Mathieu ricana. Ce terme lui hérissa les deux poils du torse, ceux qu’il entretenait religieusement en leur conseillant de rameuter leurs copains. Une phobie, c’était les gens qui avaient peur d’une araignée, ça ne se contrôlait pas. La haine, c’était autre chose et cette haine-là le gonflait énormément.

« J’ai mon plus grand frère, Ethan, qui est gay, le frère de mon beau-père est gay, les parrains de mon mini-cousin sont gays. Et la prochaine sortie familiale de prévue, c’est la Gay Pride ! lâcha Mathieu en riant. »

Le gars se mit à rire aussi.

« Alors, non, je suis pas homophobe mais je me tape tellement d’arc-en-ciel en ce moments que j’ai l’impression d’être une licorne ! »

Mathieu s’assit sur le banc, calmant son hilarité. Il adorait sa famille. Correction : il adorait se foutre de la gueule de sa famille. Il reporta son attention sur sa cible avec un sourire.

« Et toi, qu’est-ce qui t’arrives ? demanda-t-il.

— J’ai un exposé à présenter demain sur un personnage historique, grommela le gars.

— Et ?

— Et j’en ai marre des cons qui se foutent de moi quand je passe à l’oral. Je suis déjà pas doué pour parler alors… »

Le gars baissa la tête, énervé et il essuya encore ses yeux d’un air rageur.

« Ils font quoi ? questionna Mathieu.

— Ils respirent très fort, tu sais comment ou ils chantent : le tatata ta tata, ta tata… »

Mathieu se mit à rire en reconnaissant la marche impériale.

« C’est pas drôle ! s’indigna son interlocuteur.

— Tu pleures pas, moi, je ris pas. Les profs font rien ?

— Ils gueulent, ça s’arrête mais c’est tout. Compliqué de deviner d’où vient le bruit quand y’a cinq ou six personnes qui s’y mettent.

— Aie…

— Déjà, quand y’a plein de gens qui me regardent, je suis incapable de dire un mot…quand ils font ça, c’est fichu… »

Ils laissèrent le silence glisser entre eux puis suivirent des yeux le tram qui passa devant eux d’un mouvement de cou très bovin.

« Tu sais qu’on se connaît depuis super longtemps, en fait, annonça Mathieu. On était à la crèche ensemble.

— C’est ça, ouais.

— Vu ton prénom, à 99,99%, c’était toi. Les « Bambins épanouis » dans le quartier sud ?

— Argh ! Ouais, ok ! »

Mathieu frotta son coude éraflé. Tiens, ça faisait raccord avec son autre bras vu qu’il s’était pris une porte le matin même.

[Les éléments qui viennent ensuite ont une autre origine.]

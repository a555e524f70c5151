//! Phrase matching by positional intersection
//!
//! A document contains `w0 .. wn` when some literal position of `w0` is followed
//! by `w1` one position later, and so on. Each step keeps only the positions whose
//! predecessor survived the previous step, so the work is linear in the number of
//! postings touched.

use std::collections::HashSet;
use std::convert::Infallible;

use super::position::Position;
use super::store::IndexStore;
use crate::storage::Result;

/// Filter `next` down to literal positions directly after one in `previous`.
fn advance(previous: &HashSet<u32>, next: &[Position]) -> HashSet<u32> {
    next.iter()
        .filter_map(|p| p.literal())
        .filter(|&p| p > 0 && previous.contains(&(p - 1)))
        .collect()
}

fn literal_set(positions: &[Position]) -> HashSet<u32> {
    positions.iter().filter_map(|p| p.literal()).collect()
}

/// Walk per-word position lists in phrase order, pulling each list lazily.
///
/// Returns as soon as a step leaves no candidate positions, so later lists are
/// never fetched.
fn walk_phrase<I, P, E>(mut per_word: I) -> std::result::Result<bool, E>
where
    I: Iterator<Item = std::result::Result<P, E>>,
    P: AsRef<[Position]>,
{
    let Some(first) = per_word.next() else {
        return Ok(true);
    };

    let mut surviving = literal_set(first?.as_ref());
    for positions in per_word {
        if surviving.is_empty() {
            return Ok(false);
        }
        surviving = advance(&surviving, positions?.as_ref());
    }
    Ok(!surviving.is_empty())
}

/// Check adjacency over per-word position lists, in phrase order.
///
/// An empty phrase matches trivially.
pub fn matches_phrase<P: AsRef<[Position]>>(per_word: &[P]) -> bool {
    walk_phrase(per_word.iter().map(Ok::<_, Infallible>)).unwrap_or_else(|never| match never {})
}

/// Whether `doc` contains `words` as a phrase, fetching positions from `store`.
pub fn contains_phrase<S: IndexStore + ?Sized>(
    store: &S,
    words: &[String],
    doc: &S::DocId,
) -> Result<bool> {
    walk_phrase(words.iter().map(|word| store.get_term_locations(word, doc)))
}
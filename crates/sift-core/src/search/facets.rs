//! Result refinements
//!
//! Each facet looks at a query and its ranked results and proposes follow-up
//! queries that narrow them. The set of facets is fixed and listed in
//! [`FACETS`].

use std::collections::{BTreeMap, HashMap};

use serde::{Deserialize, Serialize};

use crate::index::IndexStore;
use crate::storage::Result;

/// Media clauses the format facet owns and rewrites
const MEDIA_EXCLUSIONS: [&str; 4] = ["-media:image", "-media:audio", "-media:video", "-media:text"];

/// Label and extra clauses for each format refinement, in display order
const FORMAT_REFINEMENTS: [(&str, &str); 5] = [
    ("All", ""),
    ("Text", "-media:image -media:audio -media:video -media:application"),
    ("Images", "-media:text -media:audio -media:video -media:application"),
    ("Audio", "-media:text -media:video -media:image -media:application"),
    ("Video", "-media:text -media:image -media:audio -media:application"),
];

/// Bounds on p(result | key:value) for a metadata pair to be worth offering
const MIN_METADATA_AFFINITY: f64 = 0.1;
const MAX_METADATA_AFFINITY: f64 = 1.0;

/// A suggested follow-up query
#[derive(Debug, Clone, PartialEq, Eq, Serialize, Deserialize)]
pub struct FacetLink {
    pub label: String,
    pub query: String,
}

#[derive(Debug, Clone, Copy, PartialEq, Eq, Serialize, Deserialize)]
#[serde(rename_all = "lowercase")]
pub enum Facet {
    /// Restrict results to one media type
    Format,
    /// Narrow by metadata the results share unusually often
    Metadata,
}

/// Every facet, in display order
pub const FACETS: &[Facet] = &[Facet::Format, Facet::Metadata];

impl Facet {
    pub fn title(&self) -> &'static str {
        match self {
            Facet::Format => "Format",
            Facet::Metadata => "Filter By",
        }
    }

    pub fn links<S: IndexStore + ?Sized>(
        &self,
        query: &str,
        ranked: &HashMap<S::DocId, f64>,
        store: &S,
    ) -> Result<Vec<FacetLink>> {
        match self {
            Facet::Format => Ok(format_links(query)),
            Facet::Metadata => metadata_links(query, ranked, store),
        }
    }
}

/// Every facet with at least one link, paired with its links.
pub fn collect_facets<S: IndexStore + ?Sized>(
    query: &str,
    ranked: &HashMap<S::DocId, f64>,
    store: &S,
) -> Result<Vec<(Facet, Vec<FacetLink>)>> {
    let mut out = Vec::new();
    for facet in FACETS {
        let links = facet.links(query, ranked, store)?;
        if !links.is_empty() {
            out.push((*facet, links));
        }
    }
    Ok(out)
}

fn join_clauses(base: &str, extra: &str) -> String {
    base.split_whitespace()
        .chain(extra.split_whitespace())
        .collect::<Vec<_>>()
        .join(" ")
}

fn format_links(query: &str) -> Vec<FacetLink> {
    let mut base = query.to_string();
    for clause in MEDIA_EXCLUSIONS {
        base = base.replace(clause, "");
    }

    FORMAT_REFINEMENTS
        .iter()
        .map(|(label, extra)| FacetLink {
            label: label.to_string(),
            query: join_clauses(&base, extra),
        })
        .collect()
}

fn metadata_links<S: IndexStore + ?Sized>(
    query: &str,
    ranked: &HashMap<S::DocId, f64>,
    store: &S,
) -> Result<Vec<FacetLink>> {
    if ranked.is_empty() || store.count_documents()? == 0 {
        return Ok(Vec::new());
    }

    let mut in_results: BTreeMap<(String, String), usize> = BTreeMap::new();
    for doc in ranked.keys() {
        for pair in store.find_metadata_for_document(doc)? {
            *in_results.entry(pair).or_default() += 1;
        }
    }

    let mut links = Vec::new();
    for ((key, value), count) in in_results {
        let with_pair = store.find_documents_for_metadata(&key, &value)?.len();
        if with_pair == 0 {
            continue;
        }

        // p(a|k) = p(k|a) * p(a) / p(k); the corpus and result sizes cancel,
        // which keeps pairs held only by results at exactly 1
        let affinity = count as f64 / with_pair as f64;

        if affinity > MIN_METADATA_AFFINITY && affinity < MAX_METADATA_AFFINITY {
            let clause = format!("{}:{}", key, value);
            links.push(FacetLink {
                query: join_clauses(query, &clause),
                label: clause,
            });
        }
    }
    Ok(links)
}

« Ma mère disait que je parlais pas, même pas un babillement, continua-t-il. Puis un jour, elle m’a récupéré, t’étais là et tu blablatais. Et moi, en face, je me suis mis à faire pareil. »

Mathieu se tourna vers l’adolescent qui avait un sourire sur le visage à l’anecdote.

« Tu m’as appris à parler. Et j’ai plus arrêté depuis tout ce temps. Tu vois, c’est pas si difficile.

— Mouais. »

Mathieu monta pour s’asseoir sur le dossier du banc lui aussi. Il manqua de se vautrer et son nouvel ami le retint.

« T’es une catastrophe ambulante ou quoi ? T’arrives à te vautrer d’un banc ?

— J’arrive à me vautrer de pas mal de choses. Mais toujours avec élégance, commenta Mathieu. »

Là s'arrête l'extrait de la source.